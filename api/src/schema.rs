//! Schema nodes interpreted at call time.
//!
//! A [`SchemaNode`] is the subset of an OpenAPI schema object that the
//! validator and mapper understand. Array `items` and object `properties`
//! live inside their [`SchemaKind`] variant, so a string schema can never
//! carry properties.

use std::collections::BTreeMap;

use regex::Regex;
use serde::Deserialize;
use serde_json::Value;
use strum::{Display, EnumIter, EnumString};

use crate::error::ConfigError;

/// Type tag of a schema node; the key of the validator and mapper
/// dispatch tables.
#[derive(Debug, Clone, Copy, PartialEq, Eq, Hash, Display, EnumIter, EnumString)]
#[strum(serialize_all = "lowercase")]
pub enum SchemaType {
    /// `type: object`
    Object,
    /// `type: array`
    Array,
    /// `type: string`
    String,
    /// `type: number`
    Number,
    /// `type: integer`
    Integer,
    /// `type: boolean`
    Boolean,
    /// `type: null`
    Null,
    /// No (or an unrecognized) `type`.
    Unspecified,
}

/// Declared `format` of a string schema.
#[derive(Debug, Clone, PartialEq, Eq)]
pub enum StringFormat {
    /// `format: date`, rendered as `YYYY-MM-DD`.
    Date,
    /// `format: date-time`, rendered as RFC 3339.
    DateTime,
    /// `format: binary`, file content.
    Binary,
    /// Any other format; only the string type is enforced.
    Other(String),
}

impl From<&str> for StringFormat {
    fn from(format: &str) -> Self {
        match format {
            "date" => Self::Date,
            "date-time" => Self::DateTime,
            "binary" => Self::Binary,
            other => Self::Other(other.to_string()),
        }
    }
}

/// Object-specific schema fields.
#[derive(Debug, Clone, PartialEq, Default)]
pub struct ObjectSchema {
    /// Declared properties keyed by their contract name.
    pub properties: BTreeMap<String, SchemaNode>,
    /// Names of required properties.
    pub required: Vec<String>,
}

impl ObjectSchema {
    /// Returns `true` if `property` is listed as required.
    pub fn is_required(&self, property: &str) -> bool {
        self.required.iter().any(|r| r == property)
    }
}

/// Array-specific schema fields.
#[derive(Debug, Clone, PartialEq, Default)]
pub struct ArraySchema {
    /// Schema every element must satisfy.
    pub items: Option<Box<SchemaNode>>,
}

/// String-specific schema fields.
#[derive(Debug, Clone, PartialEq, Default)]
pub struct StringSchema {
    pub format: Option<StringFormat>,
    pub min_length: Option<usize>,
    pub max_length: Option<usize>,
    pub pattern: Option<String>,
    pub enum_values: Vec<Value>,
}

/// Kind-specific part of a schema.
#[derive(Debug, Clone, PartialEq, Default)]
pub enum SchemaKind {
    Object(ObjectSchema),
    Array(ArraySchema),
    String(StringSchema),
    Number,
    Integer,
    Boolean,
    Null,
    #[default]
    Unspecified,
}

/// One location in a request schema.
#[derive(Debug, Clone, PartialEq, Default)]
pub struct SchemaNode {
    pub kind: SchemaKind,
    pub nullable: bool,
    pub default: Option<Value>,
    pub deprecated: bool,
}

impl SchemaNode {
    /// Creates a node of the given kind with no modifiers.
    pub fn new(kind: SchemaKind) -> Self {
        Self {
            kind,
            ..Default::default()
        }
    }

    /// A plain `type: string` node.
    pub fn string() -> Self {
        Self::new(SchemaKind::String(StringSchema::default()))
    }

    /// A string node with the given format.
    pub fn formatted(format: StringFormat) -> Self {
        Self::new(SchemaKind::String(StringSchema {
            format: Some(format),
            ..Default::default()
        }))
    }

    /// A `type: array` node.
    pub fn array(items: Option<SchemaNode>) -> Self {
        Self::new(SchemaKind::Array(ArraySchema {
            items: items.map(Box::new),
        }))
    }

    /// A `type: object` node.
    pub fn object<I, K>(properties: I) -> Self
    where
        I: IntoIterator<Item = (K, SchemaNode)>,
        K: Into<String>,
    {
        Self::new(SchemaKind::Object(ObjectSchema {
            properties: properties.into_iter().map(|(k, v)| (k.into(), v)).collect(),
            required: Vec::new(),
        }))
    }

    /// Marks the node nullable.
    pub fn nullable(mut self) -> Self {
        self.nullable = true;
        self
    }

    /// Sets the default value.
    pub fn with_default(mut self, default: Value) -> Self {
        self.default = Some(default);
        self
    }

    /// Marks the node deprecated.
    pub fn deprecated(mut self) -> Self {
        self.deprecated = true;
        self
    }

    /// Sets the required property list. Has no effect on non-object nodes.
    pub fn with_required<I, S>(mut self, required: I) -> Self
    where
        I: IntoIterator<Item = S>,
        S: Into<String>,
    {
        if let SchemaKind::Object(object) = &mut self.kind {
            object.required = required.into_iter().map(Into::into).collect();
        }
        self
    }

    /// Returns the dispatch tag for this node.
    pub fn schema_type(&self) -> SchemaType {
        match &self.kind {
            SchemaKind::Object(_) => SchemaType::Object,
            SchemaKind::Array(_) => SchemaType::Array,
            SchemaKind::String(_) => SchemaType::String,
            SchemaKind::Number => SchemaType::Number,
            SchemaKind::Integer => SchemaType::Integer,
            SchemaKind::Boolean => SchemaType::Boolean,
            SchemaKind::Null => SchemaType::Null,
            SchemaKind::Unspecified => SchemaType::Unspecified,
        }
    }

    /// Returns the object fields, if this is an object node.
    pub fn as_object(&self) -> Option<&ObjectSchema> {
        match &self.kind {
            SchemaKind::Object(object) => Some(object),
            _ => None,
        }
    }

    /// Returns `true` if this is an object schema declaring `property`
    /// (compared after casing normalization).
    pub fn declares_property(&self, property: &str) -> bool {
        let wanted = crate::casing::normalize_key(property);
        self.as_object().is_some_and(|object| {
            object
                .properties
                .keys()
                .any(|k| crate::casing::normalize_key(k) == wanted)
        })
    }

    /// Parses a schema from its JSON form.
    ///
    /// `$ref`s must already be inlined; a leftover reference parses as an
    /// unspecified node, which accepts anything.
    ///
    /// ## Errors
    ///
    /// Returns [`ConfigError::InvalidSchema`] if the JSON does not have the
    /// shape of a schema object.
    ///
    /// ## Examples
    ///
    /// ```
    /// use api_runtime::schema::{SchemaNode, SchemaType};
    /// use serde_json::json;
    ///
    /// let node = SchemaNode::from_json(&json!({
    ///     "type": "string",
    ///     "format": "date",
    ///     "nullable": true
    /// })).unwrap();
    /// assert_eq!(node.schema_type(), SchemaType::String);
    /// assert!(node.nullable);
    /// ```
    pub fn from_json(value: &Value) -> Result<Self, ConfigError> {
        let raw: RawSchema =
            serde_json::from_value(value.clone()).map_err(|e| ConfigError::InvalidSchema {
                message: e.to_string(),
            })?;
        raw.into_node()
    }
}

/// `type` may be a single name or (OpenAPI 3.1) a list including `"null"`.
#[derive(Debug, Deserialize)]
#[serde(untagged)]
enum RawType {
    Single(String),
    Many(Vec<String>),
}

#[derive(Debug, Deserialize, Default)]
#[serde(rename_all = "camelCase", default)]
struct RawSchema {
    #[serde(rename = "type")]
    schema_type: Option<RawType>,
    nullable: bool,
    format: Option<String>,
    #[serde(rename = "enum")]
    enum_values: Option<Vec<Value>>,
    min_length: Option<usize>,
    max_length: Option<usize>,
    pattern: Option<String>,
    items: Option<Box<RawSchema>>,
    properties: Option<BTreeMap<String, RawSchema>>,
    required: Option<Vec<String>>,
    default: Option<Value>,
    deprecated: bool,
}

impl RawSchema {
    fn into_node(self) -> Result<SchemaNode, ConfigError> {
        let mut nullable = self.nullable;
        let type_name = match self.schema_type {
            Some(RawType::Single(name)) => Some(name),
            Some(RawType::Many(names)) => {
                nullable |= names.iter().any(|n| n == "null");
                names
                    .iter()
                    .find(|n| n.as_str() != "null")
                    .or(names.first())
                    .cloned()
            }
            None if self.properties.is_some() => Some("object".to_string()),
            None if self.items.is_some() => Some("array".to_string()),
            None => None,
        };

        let schema_type = type_name
            .as_deref()
            .and_then(|name| name.parse::<SchemaType>().ok())
            .unwrap_or(SchemaType::Unspecified);

        let kind = match schema_type {
            SchemaType::Object => SchemaKind::Object(ObjectSchema {
                properties: self
                    .properties
                    .unwrap_or_default()
                    .into_iter()
                    .map(|(k, v)| v.into_node().map(|node| (k, node)))
                    .collect::<Result<_, _>>()?,
                required: self.required.unwrap_or_default(),
            }),
            SchemaType::Array => SchemaKind::Array(ArraySchema {
                items: self
                    .items
                    .map(|items| items.into_node().map(Box::new))
                    .transpose()?,
            }),
            SchemaType::String => SchemaKind::String(StringSchema {
                pattern: self.pattern.map(checked_pattern).transpose()?,
                format: self.format.as_deref().map(StringFormat::from),
                min_length: self.min_length,
                max_length: self.max_length,
                enum_values: self.enum_values.unwrap_or_default(),
            }),
            SchemaType::Number => SchemaKind::Number,
            SchemaType::Integer => SchemaKind::Integer,
            SchemaType::Boolean => SchemaKind::Boolean,
            SchemaType::Null => SchemaKind::Null,
            SchemaType::Unspecified => SchemaKind::Unspecified,
        };

        Ok(SchemaNode {
            kind,
            nullable,
            default: self.default,
            deprecated: self.deprecated,
        })
    }
}

fn checked_pattern(pattern: String) -> Result<String, ConfigError> {
    match Regex::new(&pattern) {
        Ok(_) => Ok(pattern),
        Err(e) => Err(ConfigError::InvalidSchema {
            message: format!("pattern {pattern} does not compile: {e}"),
        }),
    }
}

#[cfg(test)]
mod tests {
    use super::*;
    use serde_json::json;

    #[test]
    fn test_parse_nested_object() {
        let node = SchemaNode::from_json(&json!({
            "type": "object",
            "required": ["Name"],
            "properties": {
                "Name": { "type": "string", "minLength": 1 },
                "Tags": { "type": "array", "items": { "type": "string" } },
                "StartDate": { "type": "string", "format": "date-time", "deprecated": true }
            }
        }))
        .unwrap();

        let object = node.as_object().expect("object schema");
        assert!(object.is_required("Name"));
        assert_eq!(object.properties.len(), 3);

        let tags = &object.properties["Tags"];
        let SchemaKind::Array(array) = &tags.kind else {
            panic!("expected array kind");
        };
        assert_eq!(
            array.items.as_ref().map(|i| i.schema_type()),
            Some(SchemaType::String)
        );
        assert!(object.properties["StartDate"].deprecated);
    }

    #[test]
    fn test_properties_dropped_from_non_objects() {
        let node = SchemaNode::from_json(&json!({
            "type": "string",
            "properties": { "a": { "type": "string" } }
        }))
        .unwrap();
        assert!(node.as_object().is_none());
    }

    #[test]
    fn test_type_list_with_null_is_nullable() {
        let node = SchemaNode::from_json(&json!({ "type": ["integer", "null"] })).unwrap();
        assert_eq!(node.schema_type(), SchemaType::Integer);
        assert!(node.nullable);
    }

    #[test]
    fn test_unknown_type_is_unspecified() {
        let node = SchemaNode::from_json(&json!({ "type": "file" })).unwrap();
        assert_eq!(node.schema_type(), SchemaType::Unspecified);

        let node = SchemaNode::from_json(&json!({ "$ref": "#/components/schemas/X" })).unwrap();
        assert_eq!(node.schema_type(), SchemaType::Unspecified);
    }

    #[test]
    fn test_uncompilable_pattern_is_rejected() {
        let result = SchemaNode::from_json(&json!({
            "type": "object",
            "properties": {
                "code": { "type": "string", "pattern": "[a-z" }
            }
        }));
        let Err(ConfigError::InvalidSchema { message }) = result else {
            panic!("expected invalid schema, got {result:?}");
        };
        assert!(message.starts_with("pattern [a-z does not compile"), "{message}");
    }

    #[test]
    fn test_invalid_schema_shape() {
        let result = SchemaNode::from_json(&json!({ "type": 42 }));
        assert!(matches!(result, Err(ConfigError::InvalidSchema { .. })));
    }

    #[test]
    fn test_declares_property_uses_normalized_casing() {
        let node = SchemaNode::object([("AdvertiserId", SchemaNode::new(SchemaKind::Integer))]);
        assert!(node.declares_property("advertiserId"));
        assert!(!node.declares_property("flightId"));
        assert!(!SchemaNode::string().declares_property("advertiserId"));
    }
}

________________

◆ DIRECTIONS FOR THIS TASK ◆
Search the data for "crate" and list every line in which it occurs.

◆ TASK OUTPUT ◆
use crate::error::ConfigError;
        let wanted = crate::casing::normalize_key(property);
                .any(|k| crate::casing::normalize_key(k) == wanted)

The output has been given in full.